I agree with the analysis of comment 21. Together with a new nm-openvpn, an explicit comp-lzo=no setting is now interpreted differently from an absent comp-lzo setting. plasma-nm UI should be updated [1], to either support all 4 options that openvpn support [2]. Alternativly, it should behave like nm-connection-editor which only supports 2 options a boolean checkbox, but where an unchecked comp-lzo option means not "comp-lzo=no" but ~no comp-lzo~. [1] https://quickgit.kde.org/?p=plasma-nm.git&a=commit&h=31bcd5f2cffd1c19fbd10ab0f4172f2d82eff194 [2] https://git.gnome.org/browse/network-manager-openvpn/commit/?id=2ecf18c25a7bee7f0122d9d666a7e11cd8b55ea3 [3] https://git.gnome.org/browse/network-manager-openvpn/diff/properties/auth-helpers.c?id=2ecf18c25a7bee7f0122d9d666a7e11cd8b55ea3 This only affects users who used plasma-nm to create a connection and now have in their connection wrongly "comp-lzo=no". See the output of `nmcli connection show $OVPN_CONNECTION`. I think the fix here is to edit the connection and remove the comp-lzo setting -- for example by editing the connection in nm-connection-editor. It's bad to break existing connections, but IMO it is really caused by a subtle bug in plasma-nm. So I think the acceptable fix is to require the user to fix the wrongly created connection.
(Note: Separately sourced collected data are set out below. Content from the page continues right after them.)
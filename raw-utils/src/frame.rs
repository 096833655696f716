use std::fmt;
use std::str::FromStr;

use crate::{Error, Result};

/// Width and height of a pixel grid. Both are non-zero and their product
/// fits in `usize`.
#[derive(Debug, Copy, Clone, Eq, PartialEq, Hash)]
pub struct Dimensions {
    width: u32,
    height: u32,
}

impl Dimensions {
    pub fn new(width: u32, height: u32) -> Result<Self> {
        let invalid = || Error::InvalidDimensions {
            width: width as u64,
            height: height as u64,
        };
        if width == 0 || height == 0 {
            return Err(invalid());
        }
        (width as usize)
            .checked_mul(height as usize)
            .ok_or_else(invalid)?;
        Ok(Dimensions { width, height })
    }

    pub fn width(&self) -> u32 {
        self.width
    }

    pub fn height(&self) -> u32 {
        self.height
    }

    /// Number of bytes in a grayscale buffer of these dimensions.
    pub fn pixel_count(&self) -> usize {
        self.width as usize * self.height as usize
    }
}

impl fmt::Display for Dimensions {
    fn fmt(&self, f: &mut fmt::Formatter) -> fmt::Result {
        write!(f, "{}x{}", self.width, self.height)
    }
}

/// Parses `WxH`, e.g. `32x32` or `1881X926`.
impl FromStr for Dimensions {
    type Err = String;

    fn from_str(s: &str) -> std::result::Result<Self, Self::Err> {
        let (w, h) = s
            .split_once(&['x', 'X'][..])
            .ok_or_else(|| format!("expected WIDTHxHEIGHT, got {:?}", s))?;
        let width = w.trim().parse().map_err(|err| format!("width: {}", err))?;
        let height = h.trim().parse().map_err(|err| format!("height: {}", err))?;
        Dimensions::new(width, height).map_err(|err| err.to_string())
    }
}

/// Single-channel 8-bit image stored row-major without padding.
#[derive(Debug, Clone, Eq, PartialEq)]
pub struct GrayImage {
    dims: Dimensions,
    data: Box<[u8]>,
}

impl GrayImage {
    /// Wraps `data` as a `dims`-sized grid. Fails with
    /// [`Error::SizeMismatch`] unless `data.len() == width * height`.
    pub fn from_raw(dims: Dimensions, data: impl Into<Box<[u8]>>) -> Result<Self> {
        let data = data.into();
        if data.len() != dims.pixel_count() {
            return Err(Error::SizeMismatch {
                expected: dims.pixel_count(),
                actual: data.len(),
            });
        }
        Ok(GrayImage { dims, data })
    }

    pub fn dimensions(&self) -> Dimensions {
        self.dims
    }

    pub fn width(&self) -> u32 {
        self.dims.width
    }

    pub fn height(&self) -> u32 {
        self.dims.height
    }

    pub fn as_bytes(&self) -> &[u8] {
        &self.data
    }
}
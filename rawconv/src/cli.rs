use std::path::PathBuf;

use anyhow::bail;
use structopt::StructOpt;

use raw_utils::{Dimensions, ImageFormat, RawLayout};

#[derive(StructOpt)]
#[structopt(name = "rawconv",
    about = "Convert raw grayscale buffers to PNG/JPEG images and back")]
pub struct Cli {
    /// Raise log verbosity (-v debug, -vv trace). RUST_LOG takes precedence.
    #[structopt(short = "v", long = "verbose", parse(from_occurrences), global = true)]
    pub verbose: u8,
    #[structopt(subcommand)]
    pub cmd: Command,
}

#[derive(StructOpt)]
pub enum Command {
    /// Render raw grayscale buffers as PNG or JPEG images. The output format
    /// follows the output file extension.
    #[structopt(name = "to-image")]
    ToImage {
        #[structopt(flatten)]
        opt: ToImageOpt,
    },
    /// Decode PNG or JPEG images into raw grayscale buffers
    #[structopt(name = "to-raw")]
    ToRaw {
        #[structopt(flatten)]
        opt: ToRawOpt,
    },
    /// Run the conversions listed in a TOML job manifest
    #[structopt(name = "run")]
    Run {
        /// Path to the manifest
        #[structopt(parse(from_os_str))]
        manifest: PathBuf,
    },
}

#[derive(StructOpt, Clone)]
pub struct ToImageOpt {
    /// Size of headerless input as WIDTHxHEIGHT, e.g. 32x32
    #[structopt(short = "s", long = "size")]
    pub size: Option<Dimensions>,
    /// Read raw input with a PGM (P5) header instead of bare pixels
    #[structopt(long = "pgm")]
    pub pgm: bool,
    /// Output format used for directory input (default png). Supported
    /// formats: png, jpeg.
    #[structopt(short = "f", long = "format")]
    pub format: Option<ImageFormat>,
    /// Input file or directory
    #[structopt(parse(from_os_str))]
    pub input: PathBuf,
    /// Output file or directory
    #[structopt(parse(from_os_str))]
    pub output: PathBuf,
}

impl ToImageOpt {
    pub fn layout(&self) -> RawLayout {
        layout(self.pgm)
    }

    /// Format for outputs named from a directory listing. A single output
    /// file is encoded by its extension, so `-f` has to agree with it.
    pub fn format(&self) -> anyhow::Result<ImageFormat> {
        let format = self.format.unwrap_or(ImageFormat::Png);
        if self.format.is_none() || self.input.is_dir() {
            return Ok(format);
        }
        if let Ok(by_ext) = ImageFormat::from_path(&self.output) {
            if by_ext != format {
                bail!("--format {} conflicts with output file {}",
                    format.extension(), self.output.display());
            }
        }
        Ok(format)
    }
}

#[derive(StructOpt, Clone)]
pub struct ToRawOpt {
    /// Prefix the output with a PGM (P5) header carrying the dimensions
    #[structopt(long = "pgm")]
    pub pgm: bool,
    /// Input file or directory
    #[structopt(parse(from_os_str))]
    pub input: PathBuf,
    /// Output file or directory
    #[structopt(parse(from_os_str))]
    pub output: PathBuf,
}

impl ToRawOpt {
    pub fn layout(&self) -> RawLayout {
        layout(self.pgm)
    }
}

pub fn layout(pgm: bool) -> RawLayout {
    if pgm {
        RawLayout::Pgm
    } else {
        RawLayout::Headerless
    }
}
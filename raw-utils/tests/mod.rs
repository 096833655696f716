use std::fs;
use std::path::Path;

use raw_utils::load_frames::{decode_jpeg, decode_png};
use raw_utils::save_frames::{encode_jpeg, encode_png};
use raw_utils::{
    image_to_raw, raw_to_image, Dimensions, Error, GrayImage, RawLayout,
};

fn test_image(width: u32, height: u32) -> Vec<u8> {
    let n = (width * height) as usize;
    (0..n).map(|n| (n * 7 % 256) as u8).collect()
}

fn dims(width: u32, height: u32) -> Dimensions {
    Dimensions::new(width, height).unwrap()
}

fn dir_entries(dir: &Path) -> Vec<String> {
    let mut names: Vec<String> = fs::read_dir(dir)
        .unwrap()
        .map(|e| e.unwrap().file_name().to_string_lossy().into_owned())
        .collect();
    names.sort();
    names
}

#[test]
fn png_roundtrip_is_exact() {
    let tmp = tempfile::tempdir().unwrap();
    for &(w, h) in [(2, 2), (32, 32), (16, 16), (57, 23)].iter() {
        let raw = tmp.path().join("in.raw");
        let png = tmp.path().join("out.png");
        let back = tmp.path().join("back.raw");
        let data = test_image(w, h);
        fs::write(&raw, &data).unwrap();

        raw_to_image(&raw, &png, RawLayout::Headerless, Some(dims(w, h))).unwrap();
        let img = image_to_raw(&png, &back, RawLayout::Headerless).unwrap();
        assert_eq!(img.dimensions(), dims(w, h));
        assert_eq!(fs::read(&back).unwrap(), data);
    }
}

#[test]
fn two_by_two_example() {
    let tmp = tempfile::tempdir().unwrap();
    let raw = tmp.path().join("px.raw");
    let png = tmp.path().join("px.png");
    let back = tmp.path().join("px_back.raw");
    fs::write(&raw, [0u8, 128, 255, 64]).unwrap();

    raw_to_image(&raw, &png, RawLayout::Headerless, Some(dims(2, 2))).unwrap();
    image_to_raw(&png, &back, RawLayout::Headerless).unwrap();
    assert_eq!(fs::read(&back).unwrap(), vec![0u8, 128, 255, 64]);
}

#[test]
fn jpeg_roundtrip_is_approximate() {
    let tmp = tempfile::tempdir().unwrap();
    let raw = tmp.path().join("in.raw");
    let jpg = tmp.path().join("out.jpg");
    let back = tmp.path().join("back.raw");
    // smooth gradient, JPEG keeps it close
    let data: Vec<u8> = (0..32 * 32).map(|n| ((n % 32) * 8) as u8).collect();
    fs::write(&raw, &data).unwrap();

    raw_to_image(&raw, &jpg, RawLayout::Headerless, Some(dims(32, 32))).unwrap();
    let img = image_to_raw(&jpg, &back, RawLayout::Headerless).unwrap();
    assert_eq!(img.dimensions(), dims(32, 32));

    let decoded = fs::read(&back).unwrap();
    assert_eq!(decoded.len(), data.len());
    let max_diff = data
        .iter()
        .zip(decoded.iter())
        .map(|(a, b)| (*a as i16 - *b as i16).abs())
        .max()
        .unwrap();
    assert!(max_diff <= 32, "max difference {}", max_diff);
}

#[test]
fn size_mismatch_leaves_no_output() {
    let tmp = tempfile::tempdir().unwrap();
    let raw = tmp.path().join("short.raw");
    let png = tmp.path().join("short.png");
    fs::write(&raw, [1u8, 2, 3]).unwrap();

    match raw_to_image(&raw, &png, RawLayout::Headerless, Some(dims(2, 2))) {
        Err(Error::SizeMismatch { expected: 4, actual: 3 }) => (),
        res => panic!("unexpected result {:?}", res),
    }
    assert_eq!(dir_entries(tmp.path()), vec!["short.raw".to_string()]);
}

#[test]
fn missing_input_is_not_found() {
    let tmp = tempfile::tempdir().unwrap();
    let raw = tmp.path().join("missing.raw");
    let png = tmp.path().join("missing.png");
    match raw_to_image(&raw, &png, RawLayout::Headerless, Some(dims(2, 2))) {
        Err(Error::NotFound(path)) => assert_eq!(path, raw),
        res => panic!("unexpected result {:?}", res),
    }
    match image_to_raw(&png, &raw, RawLayout::Headerless) {
        Err(Error::NotFound(path)) => assert_eq!(path, png),
        res => panic!("unexpected result {:?}", res),
    }
}

#[test]
fn output_format_checked_first() {
    let tmp = tempfile::tempdir().unwrap();
    let raw = tmp.path().join("missing.raw");
    let out = tmp.path().join("out.bmp");
    match raw_to_image(&raw, &out, RawLayout::Headerless, Some(dims(2, 2))) {
        Err(Error::UnsupportedFormat(ext)) => assert_eq!(ext, "bmp"),
        res => panic!("unexpected result {:?}", res),
    }
}

#[test]
fn headerless_needs_dimensions() {
    let tmp = tempfile::tempdir().unwrap();
    let raw = tmp.path().join("in.raw");
    fs::write(&raw, [0u8; 4]).unwrap();
    match raw_to_image(&raw, &tmp.path().join("o.png"), RawLayout::Headerless, None) {
        Err(Error::MissingDimensions) => (),
        res => panic!("unexpected result {:?}", res),
    }
}

#[test]
fn overwrites_existing_output() {
    let tmp = tempfile::tempdir().unwrap();
    let raw = tmp.path().join("in.raw");
    let png = tmp.path().join("out.png");
    fs::write(&raw, test_image(8, 8)).unwrap();
    fs::write(&png, b"stale").unwrap();

    raw_to_image(&raw, &png, RawLayout::Headerless, Some(dims(8, 8))).unwrap();
    let encoded = fs::read(&png).unwrap();
    assert_eq!(&encoded[1..4], b"PNG");
    assert_eq!(
        dir_entries(tmp.path()),
        vec!["in.raw".to_string(), "out.png".to_string()],
    );
}

#[cfg(unix)]
fn mode(path: &Path) -> u32 {
    use std::os::unix::fs::PermissionsExt;
    fs::metadata(path).unwrap().permissions().mode() & 0o777
}

#[cfg(unix)]
#[test]
fn new_outputs_follow_umask() {
    let tmp = tempfile::tempdir().unwrap();
    let raw = tmp.path().join("in.raw");
    let png = tmp.path().join("out.png");
    let pgm = tmp.path().join("out.pgm");
    fs::write(&raw, test_image(4, 4)).unwrap();

    raw_to_image(&raw, &png, RawLayout::Headerless, Some(dims(4, 4))).unwrap();
    image_to_raw(&png, &pgm, RawLayout::Pgm).unwrap();
    assert_eq!(mode(&png), mode(&raw));
    assert_eq!(mode(&pgm), mode(&raw));
}

#[cfg(unix)]
#[test]
fn overwrite_keeps_permissions() {
    use std::os::unix::fs::PermissionsExt;

    let tmp = tempfile::tempdir().unwrap();
    let raw = tmp.path().join("in.raw");
    let png = tmp.path().join("out.png");
    fs::write(&raw, test_image(4, 4)).unwrap();
    fs::write(&png, b"stale").unwrap();
    fs::set_permissions(&png, fs::Permissions::from_mode(0o640)).unwrap();

    raw_to_image(&raw, &png, RawLayout::Headerless, Some(dims(4, 4))).unwrap();
    assert_eq!(&fs::read(&png).unwrap()[1..4], b"PNG");
    assert_eq!(mode(&png), 0o640);
}

#[test]
fn pgm_layout_is_self_describing() {
    let tmp = tempfile::tempdir().unwrap();
    let png = tmp.path().join("in.png");
    let pgm = tmp.path().join("in.pgm");
    let out = tmp.path().join("out.png");
    let img = GrayImage::from_raw(dims(5, 3), test_image(5, 3)).unwrap();
    let mut encoded = Vec::new();
    encode_png(&mut encoded, &img).unwrap();
    fs::write(&png, &encoded).unwrap();

    image_to_raw(&png, &pgm, RawLayout::Pgm).unwrap();
    let bytes = fs::read(&pgm).unwrap();
    assert!(bytes.starts_with(b"P5\n5 3\n255\n"));

    let back = raw_to_image(&pgm, &out, RawLayout::Pgm, None).unwrap();
    assert_eq!(back, img);

    match raw_to_image(&pgm, &out, RawLayout::Pgm, Some(dims(3, 5))) {
        Err(Error::DimensionMismatch { expected, actual }) => {
            assert_eq!(expected, dims(3, 5));
            assert_eq!(actual, dims(5, 3));
        }
        res => panic!("unexpected result {:?}", res),
    }
}

fn rgb_png(width: u32, height: u32, rgb: &[u8]) -> Vec<u8> {
    let mut buf = Vec::new();
    {
        let mut encoder = png::Encoder::new(&mut buf, width, height);
        encoder.set_color(png::ColorType::Rgb);
        encoder.set_depth(png::BitDepth::Eight);
        let mut writer = encoder.write_header().unwrap();
        writer.write_image_data(rgb).unwrap();
    }
    buf
}

#[test]
fn color_png_to_grayscale() {
    // red, green / blue, white
    let rgb = [255, 0, 0, 0, 255, 0, 0, 0, 255, 255, 255, 255];
    let img = decode_png(&rgb_png(2, 2, &rgb)[..]).unwrap();
    assert_eq!(img.as_bytes(), &[76, 150, 29, 255]);
}

#[test]
fn grayscale_decoding_is_deterministic() {
    let tmp = tempfile::tempdir().unwrap();
    let png = tmp.path().join("color.png");
    let rgb: Vec<u8> = (0..16 * 16 * 3).map(|n| (n * 13 % 256) as u8).collect();
    fs::write(&png, rgb_png(16, 16, &rgb)).unwrap();

    let first = tmp.path().join("first.raw");
    let second = tmp.path().join("second.raw");
    image_to_raw(&png, &first, RawLayout::Headerless).unwrap();
    image_to_raw(&png, &second, RawLayout::Headerless).unwrap();
    let first = fs::read(&first).unwrap();
    assert_eq!(first.len(), 256);
    assert_eq!(first, fs::read(&second).unwrap());
}

#[test]
fn jpeg_grayscale_sanity_check() {
    // 2x2 white diagonal, mirrors the encoder round-trip check
    let img = GrayImage::from_raw(dims(2, 2), vec![255u8, 0, 0, 255]).unwrap();
    let mut encoded = Vec::new();
    encode_jpeg(&mut encoded, &img, 100).unwrap();
    let decoded = decode_jpeg(&encoded[..]).unwrap();
    let px = decoded.as_bytes();
    assert_eq!(px.len(), 4);
    assert!(px[0] > 0x80);
    assert!(px[1] < 0x80);
    assert!(px[2] < 0x80);
    assert!(px[3] > 0x80);
}

#[test]
fn corrupt_image_is_decode_error() {
    let tmp = tempfile::tempdir().unwrap();
    let jpg = tmp.path().join("broken.jpg");
    let raw = tmp.path().join("broken.raw");
    fs::write(&jpg, b"definitely not a jpeg").unwrap();
    let err = image_to_raw(&jpg, &raw, RawLayout::Headerless).unwrap_err();
    assert!(err.is_decode(), "{:?}", err);
    assert!(!raw.exists());
}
this is now fixed in upstream nm-openvpn: https://bugzilla.gnome.org/show_bug.cgi?id=769177#c7
NetworkManager-openvpn-1.2.4-2.fc24 has been submitted as an update to Fedora 24. https://bodhi.fedoraproject.org/updates/FEDORA-2016-9565d84a71
NetworkManager-openvpn-1.2.4-2.fc25 has been submitted as an update to Fedora 25. https://bodhi.fedoraproject.org/updates/FEDORA-2016-645466c626
NetworkManager-openvpn-1.2.4-2.fc24 has been pushed to the Fedora 24 testing repository. If problems still persist, please make note of it in this bug report. See https://fedoraproject.org/wiki/QA:Updates_Testing for instructions on how to install test updates. You can provide feedback for this update here: https://bodhi.fedoraproject.org/updates/FEDORA-2016-9565d84a71
NetworkManager-openvpn-1.2.4-2.fc25 has been pushed to the Fedora 25 testing repository. If problems still persist, please make note of it in this bug report. See https://fedoraproject.org/wiki/QA:Updates_Testing for instructions on how to install test updates. You can provide feedback for this update here: https://bodhi.fedoraproject.org/updates/FEDORA-2016-645466c626
NetworkManager-openvpn-1.2.4-2.fc24 has been pushed to the Fedora 24 stable repository. If problems still persist, please make note of it in this bug report.
NetworkManager-openvpn-1.2.4-2.fc25 has been pushed to the Fedora 25 stable repository. If problems still persist, please make note of it in this bug report.